(Stored data)
---+---

//! Request logging middleware

use super::super::state::ServerState;
use axum::extract::State;
use axum::{
    body::Body,
    http::{header::HeaderMap, Request, Response, StatusCode},
    middleware::Next,
    response::IntoResponse,
};
use std::time::Instant;
use tracing::{error, info};

#[derive(PartialEq, PartialOrd, Clone, Debug, Default, clap::ValueEnum)]
pub enum RequestsLoggingLevel {
    None,
    #[default]
    Path,
    Headers,
    Body,
}

impl std::fmt::Display for RequestsLoggingLevel {
    fn fmt(&self, f: &mut std::fmt::Formatter<'_>) -> std::fmt::Result {
        write!(f, "{:?}", self)
    }
}

const MAX_LOGGABLE_BODY_LENGTH: usize = 1024;

enum ContentLengthParseResult {
    Ok(usize),
    No(&'static str),
}

fn parse_content_length(headers: &HeaderMap) -> ContentLengthParseResult {
    let value = match headers.get("content-length") {
        Some(x) => x,
        None => return ContentLengthParseResult::No("Content-length not set."),
    };

    let str_value = match value.to_str() {
        Ok(x) => x,
        Err(_) => {
            return ContentLengthParseResult::No("Could not get Content-length string value.")
        }
    };

    match str_value.parse::<usize>() {
        Ok(x) => ContentLengthParseResult::Ok(x),
        Err(_) => ContentLengthParseResult::No("Could not parse Content-length numeric value."),
    }
}

fn log_headers(label: &str, headers: &HeaderMap) {
    info!("  {} Headers:", label);
    for (name, value) in headers.iter() {
        // Slack signatures are credentials of a sort.
        if name.as_str().eq_ignore_ascii_case("x-slack-signature") {
            info!("    {:?}: <redacted>", name);
        } else {
            info!("    {:?}: {:?}", name, value);
        }
    }
}

/// Reads and logs a body small enough to print, handing back an equivalent body.
async fn log_body(label: &str, headers: &HeaderMap, body: Body) -> Result<Body, StatusCode> {
    match parse_content_length(headers) {
        ContentLengthParseResult::No(reason) => {
            info!("  {} Body: {}", label, reason);
            Ok(body)
        }
        ContentLengthParseResult::Ok(size) if size < MAX_LOGGABLE_BODY_LENGTH => {
            let bytes = axum::body::to_bytes(body, size).await.map_err(|err| {
                error!("Failed to read {} body: {:?}", label, err);
                StatusCode::INTERNAL_SERVER_ERROR
            })?;
            info!("  {} Body:\n{}", label, String::from_utf8_lossy(&bytes));
            Ok(Body::from(bytes))
        }
        ContentLengthParseResult::Ok(size) => {
            info!(
                "  {} Body: Too big to log ({:#})",
                label,
                byte_unit::Byte::from(size)
            );
            Ok(body)
        }
    }
}

pub async fn log_requests(
    State(state): State<ServerState>,
    request: Request<Body>,
    next: Next,
) -> Response<Body> {
    let level = state.config.requests_logging_level.clone();
    let start = Instant::now();

    if level > RequestsLoggingLevel::None {
        info!(">>> {} {}", request.method(), request.uri());
    }

    if level >= RequestsLoggingLevel::Headers {
        log_headers("Req", request.headers());
    }

    let request = if level >= RequestsLoggingLevel::Body {
        let (parts, body) = request.into_parts();
        match log_body("Req", &parts.headers, body).await {
            Ok(body) => Request::from_parts(parts, body),
            Err(status) => return status.into_response(),
        }
    } else {
        request
    };

    let response = next.run(request).await;

    if level >= RequestsLoggingLevel::Headers {
        log_headers("Resp", response.headers());
    }

    let response = if level >= RequestsLoggingLevel::Body {
        let (parts, body) = response.into_parts();
        match log_body("Resp", &parts.headers, body).await {
            Ok(body) => Response::from_parts(parts, body),
            Err(status) => return status.into_response(),
        }
    } else {
        response
    };

    if level > RequestsLoggingLevel::None {
        info!(
            "<<< {} ({}ms)",
            response.status().as_u16(),
            start.elapsed().as_millis()
        );
    }

    response
}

---+---

→ **Work order**
Search the entries for the word "bytes", then gather every line that has it.

→ **Task response**
            let bytes = axum::body::to_bytes(body, size).await.map_err(|err| {
            info!("  {} Body:\n{}", label, String::from_utf8_lossy(&bytes));
            Ok(Body::from(bytes))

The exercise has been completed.